-- Task details --
An exact, complete copy of the data that follows is needed.
====== Records shown ======
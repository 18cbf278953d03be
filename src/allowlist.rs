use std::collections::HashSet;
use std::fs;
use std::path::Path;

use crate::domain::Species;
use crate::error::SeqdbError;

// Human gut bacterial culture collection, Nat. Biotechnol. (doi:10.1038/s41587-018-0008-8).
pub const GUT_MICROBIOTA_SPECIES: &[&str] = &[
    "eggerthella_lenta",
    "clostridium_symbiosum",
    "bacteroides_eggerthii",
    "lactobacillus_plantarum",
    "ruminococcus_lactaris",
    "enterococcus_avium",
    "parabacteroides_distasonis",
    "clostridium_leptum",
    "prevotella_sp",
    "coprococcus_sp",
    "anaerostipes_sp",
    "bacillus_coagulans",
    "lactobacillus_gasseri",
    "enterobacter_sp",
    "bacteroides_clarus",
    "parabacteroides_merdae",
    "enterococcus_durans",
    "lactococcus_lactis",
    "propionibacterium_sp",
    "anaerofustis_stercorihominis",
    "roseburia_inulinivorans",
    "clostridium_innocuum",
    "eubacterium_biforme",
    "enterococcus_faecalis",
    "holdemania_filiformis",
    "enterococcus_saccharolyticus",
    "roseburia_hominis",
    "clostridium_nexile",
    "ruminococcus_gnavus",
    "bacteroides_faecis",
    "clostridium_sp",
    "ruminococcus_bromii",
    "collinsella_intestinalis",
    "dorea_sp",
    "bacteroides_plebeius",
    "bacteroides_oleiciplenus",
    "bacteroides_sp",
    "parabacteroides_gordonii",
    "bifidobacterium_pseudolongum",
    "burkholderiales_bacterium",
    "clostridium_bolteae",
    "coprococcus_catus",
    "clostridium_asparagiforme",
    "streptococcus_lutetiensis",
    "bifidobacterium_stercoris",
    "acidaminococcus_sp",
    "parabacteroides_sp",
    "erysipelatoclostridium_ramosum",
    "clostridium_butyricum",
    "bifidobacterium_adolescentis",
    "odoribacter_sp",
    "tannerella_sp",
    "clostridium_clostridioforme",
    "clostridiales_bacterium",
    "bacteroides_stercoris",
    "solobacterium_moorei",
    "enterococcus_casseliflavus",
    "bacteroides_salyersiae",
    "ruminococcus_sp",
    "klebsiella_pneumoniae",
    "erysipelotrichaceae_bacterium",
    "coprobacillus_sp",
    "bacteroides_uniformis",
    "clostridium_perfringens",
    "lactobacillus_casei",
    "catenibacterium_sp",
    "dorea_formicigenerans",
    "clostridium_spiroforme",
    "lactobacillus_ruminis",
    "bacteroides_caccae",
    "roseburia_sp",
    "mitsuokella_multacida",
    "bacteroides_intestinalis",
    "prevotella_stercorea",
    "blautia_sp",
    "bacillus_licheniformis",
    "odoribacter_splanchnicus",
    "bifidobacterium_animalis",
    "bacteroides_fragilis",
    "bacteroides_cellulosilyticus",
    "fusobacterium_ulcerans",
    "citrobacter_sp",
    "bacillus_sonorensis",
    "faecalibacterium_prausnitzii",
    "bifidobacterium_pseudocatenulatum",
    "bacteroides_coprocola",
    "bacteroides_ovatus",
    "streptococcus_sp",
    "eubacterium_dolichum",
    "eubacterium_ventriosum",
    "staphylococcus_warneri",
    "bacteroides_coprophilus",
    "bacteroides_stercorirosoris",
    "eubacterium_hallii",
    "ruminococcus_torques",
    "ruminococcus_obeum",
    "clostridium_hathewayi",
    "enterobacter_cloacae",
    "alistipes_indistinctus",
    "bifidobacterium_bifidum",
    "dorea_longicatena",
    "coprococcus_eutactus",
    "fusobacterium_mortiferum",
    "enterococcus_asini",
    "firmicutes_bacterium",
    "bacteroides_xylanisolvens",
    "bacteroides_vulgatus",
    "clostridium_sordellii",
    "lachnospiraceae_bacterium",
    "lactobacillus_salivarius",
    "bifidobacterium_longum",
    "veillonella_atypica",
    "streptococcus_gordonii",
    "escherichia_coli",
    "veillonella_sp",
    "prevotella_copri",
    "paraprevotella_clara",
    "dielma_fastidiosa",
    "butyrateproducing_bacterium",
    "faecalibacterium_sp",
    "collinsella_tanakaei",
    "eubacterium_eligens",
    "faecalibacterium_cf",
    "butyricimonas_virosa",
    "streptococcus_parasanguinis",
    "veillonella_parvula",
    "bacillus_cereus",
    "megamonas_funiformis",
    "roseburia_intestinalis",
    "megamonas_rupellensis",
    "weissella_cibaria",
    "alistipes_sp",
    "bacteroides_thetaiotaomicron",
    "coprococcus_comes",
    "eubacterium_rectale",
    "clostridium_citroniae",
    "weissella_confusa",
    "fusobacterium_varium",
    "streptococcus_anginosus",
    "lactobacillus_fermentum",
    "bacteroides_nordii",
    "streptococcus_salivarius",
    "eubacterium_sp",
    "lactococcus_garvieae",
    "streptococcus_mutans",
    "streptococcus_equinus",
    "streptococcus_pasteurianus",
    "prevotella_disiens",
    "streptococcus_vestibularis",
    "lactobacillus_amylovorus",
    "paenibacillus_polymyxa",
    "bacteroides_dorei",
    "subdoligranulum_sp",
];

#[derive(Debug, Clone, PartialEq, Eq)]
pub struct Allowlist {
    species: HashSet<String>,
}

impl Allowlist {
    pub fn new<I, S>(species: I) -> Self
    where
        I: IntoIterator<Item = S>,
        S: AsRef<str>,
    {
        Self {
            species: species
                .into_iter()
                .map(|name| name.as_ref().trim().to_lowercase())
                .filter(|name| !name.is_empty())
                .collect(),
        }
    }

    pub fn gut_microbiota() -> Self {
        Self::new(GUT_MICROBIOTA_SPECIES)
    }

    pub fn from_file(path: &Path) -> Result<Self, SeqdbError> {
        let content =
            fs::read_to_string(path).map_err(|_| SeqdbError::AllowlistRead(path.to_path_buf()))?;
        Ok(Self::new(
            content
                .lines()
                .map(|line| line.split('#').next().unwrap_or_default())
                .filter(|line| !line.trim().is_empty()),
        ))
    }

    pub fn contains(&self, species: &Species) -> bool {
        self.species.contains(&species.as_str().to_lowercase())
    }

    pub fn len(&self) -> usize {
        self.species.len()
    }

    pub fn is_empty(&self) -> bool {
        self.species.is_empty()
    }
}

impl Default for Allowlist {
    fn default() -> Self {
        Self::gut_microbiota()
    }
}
======
-- Response below --
repository 18cbf278953d03be
filename src/allowlist.rs
use std::collections::HashSet;
use std::fs;
use std::path::Path;

use crate::domain::Species;
use crate::error::SeqdbError;

// Human gut bacterial culture collection, Nat. Biotechnol. (doi:10.1038/s41587-018-0008-8).
pub const GUT_MICROBIOTA_SPECIES: &[&str] = &[
    "eggerthella_lenta",
    "clostridium_symbiosum",
    "bacteroides_eggerthii",
    "lactobacillus_plantarum",
    "ruminococcus_lactaris",
    "enterococcus_avium",
    "parabacteroides_distasonis",
    "clostridium_leptum",
    "prevotella_sp",
    "coprococcus_sp",
    "anaerostipes_sp",
    "bacillus_coagulans",
    "lactobacillus_gasseri",
    "enterobacter_sp",
    "bacteroides_clarus",
    "parabacteroides_merdae",
    "enterococcus_durans",
    "lactococcus_lactis",
    "propionibacterium_sp",
    "anaerofustis_stercorihominis",
    "roseburia_inulinivorans",
    "clostridium_innocuum",
    "eubacterium_biforme",
    "enterococcus_faecalis",
    "holdemania_filiformis",
    "enterococcus_saccharolyticus",
    "roseburia_hominis",
    "clostridium_nexile",
    "ruminococcus_gnavus",
    "bacteroides_faecis",
    "clostridium_sp",
    "ruminococcus_bromii",
    "collinsella_intestinalis",
    "dorea_sp",
    "bacteroides_plebeius",
    "bacteroides_oleiciplenus",
    "bacteroides_sp",
    "parabacteroides_gordonii",
    "bifidobacterium_pseudolongum",
    "burkholderiales_bacterium",
    "clostridium_bolteae",
    "coprococcus_catus",
    "clostridium_asparagiforme",
    "streptococcus_lutetiensis",
    "bifidobacterium_stercoris",
    "acidaminococcus_sp",
    "parabacteroides_sp",
    "erysipelatoclostridium_ramosum",
    "clostridium_butyricum",
    "bifidobacterium_adolescentis",
    "odoribacter_sp",
    "tannerella_sp",
    "clostridium_clostridioforme",
    "clostridiales_bacterium",
    "bacteroides_stercoris",
    "solobacterium_moorei",
    "enterococcus_casseliflavus",
    "bacteroides_salyersiae",
    "ruminococcus_sp",
    "klebsiella_pneumoniae",
    "erysipelotrichaceae_bacterium",
    "coprobacillus_sp",
    "bacteroides_uniformis",
    "clostridium_perfringens",
    "lactobacillus_casei",
    "catenibacterium_sp",
    "dorea_formicigenerans",
    "clostridium_spiroforme",
    "lactobacillus_ruminis",
    "bacteroides_caccae",
    "roseburia_sp",
    "mitsuokella_multacida",
    "bacteroides_intestinalis",
    "prevotella_stercorea",
    "blautia_sp",
    "bacillus_licheniformis",
    "odoribacter_splanchnicus",
    "bifidobacterium_animalis",
    "bacteroides_fragilis",
    "bacteroides_cellulosilyticus",
    "fusobacterium_ulcerans",
    "citrobacter_sp",
    "bacillus_sonorensis",
    "faecalibacterium_prausnitzii",
    "bifidobacterium_pseudocatenulatum",
    "bacteroides_coprocola",
    "bacteroides_ovatus",
    "streptococcus_sp",
    "eubacterium_dolichum",
    "eubacterium_ventriosum",
    "staphylococcus_warneri",
    "bacteroides_coprophilus",
    "bacteroides_stercorirosoris",
    "eubacterium_hallii",
    "ruminococcus_torques",
    "ruminococcus_obeum",
    "clostridium_hathewayi",
    "enterobacter_cloacae",
    "alistipes_indistinctus",
    "bifidobacterium_bifidum",
    "dorea_longicatena",
    "coprococcus_eutactus",
    "fusobacterium_mortiferum",
    "enterococcus_asini",
    "firmicutes_bacterium",
    "bacteroides_xylanisolvens",
    "bacteroides_vulgatus",
    "clostridium_sordellii",
    "lachnospiraceae_bacterium",
    "lactobacillus_salivarius",
    "bifidobacterium_longum",
    "veillonella_atypica",
    "streptococcus_gordonii",
    "escherichia_coli",
    "veillonella_sp",
    "prevotella_copri",
    "paraprevotella_clara",
    "dielma_fastidiosa",
    "butyrateproducing_bacterium",
    "faecalibacterium_sp",
    "collinsella_tanakaei",
    "eubacterium_eligens",
    "faecalibacterium_cf",
    "butyricimonas_virosa",
    "streptococcus_parasanguinis",
    "veillonella_parvula",
    "bacillus_cereus",
    "megamonas_funiformis",
    "roseburia_intestinalis",
    "megamonas_rupellensis",
    "weissella_cibaria",
    "alistipes_sp",
    "bacteroides_thetaiotaomicron",
    "coprococcus_comes",
    "eubacterium_rectale",
    "clostridium_citroniae",
    "weissella_confusa",
    "fusobacterium_varium",
    "streptococcus_anginosus",
    "lactobacillus_fermentum",
    "bacteroides_nordii",
    "streptococcus_salivarius",
    "eubacterium_sp",
    "lactococcus_garvieae",
    "streptococcus_mutans",
    "streptococcus_equinus",
    "streptococcus_pasteurianus",
    "prevotella_disiens",
    "streptococcus_vestibularis",
    "lactobacillus_amylovorus",
    "paenibacillus_polymyxa",
    "bacteroides_dorei",
    "subdoligranulum_sp",
];

#[derive(Debug, Clone, PartialEq, Eq)]
pub struct Allowlist {
    species: HashSet<String>,
}

impl Allowlist {
    pub fn new<I, S>(species: I) -> Self
    where
        I: IntoIterator<Item = S>,
        S: AsRef<str>,
    {
        Self {
            species: species
                .into_iter()
                .map(|name| name.as_ref().trim().to_lowercase())
                .filter(|name| !name.is_empty())
                .collect(),
        }
    }

    pub fn gut_microbiota() -> Self {
        Self::new(GUT_MICROBIOTA_SPECIES)
    }

    pub fn from_file(path: &Path) -> Result<Self, SeqdbError> {
        let content =
            fs::read_to_string(path).map_err(|_| SeqdbError::AllowlistRead(path.to_path_buf()))?;
        Ok(Self::new(
            content
                .lines()
                .map(|line| line.split('#').next().unwrap_or_default())
                .filter(|line| !line.trim().is_empty()),
        ))
    }

    pub fn contains(&self, species: &Species) -> bool {
        self.species.contains(&species.as_str().to_lowercase())
    }

    pub fn len(&self) -> usize {
        self.species.len()
    }

    pub fn is_empty(&self) -> bool {
        self.species.is_empty()
    }
}

impl Default for Allowlist {
    fn default() -> Self {
        Self::gut_microbiota()
    }
}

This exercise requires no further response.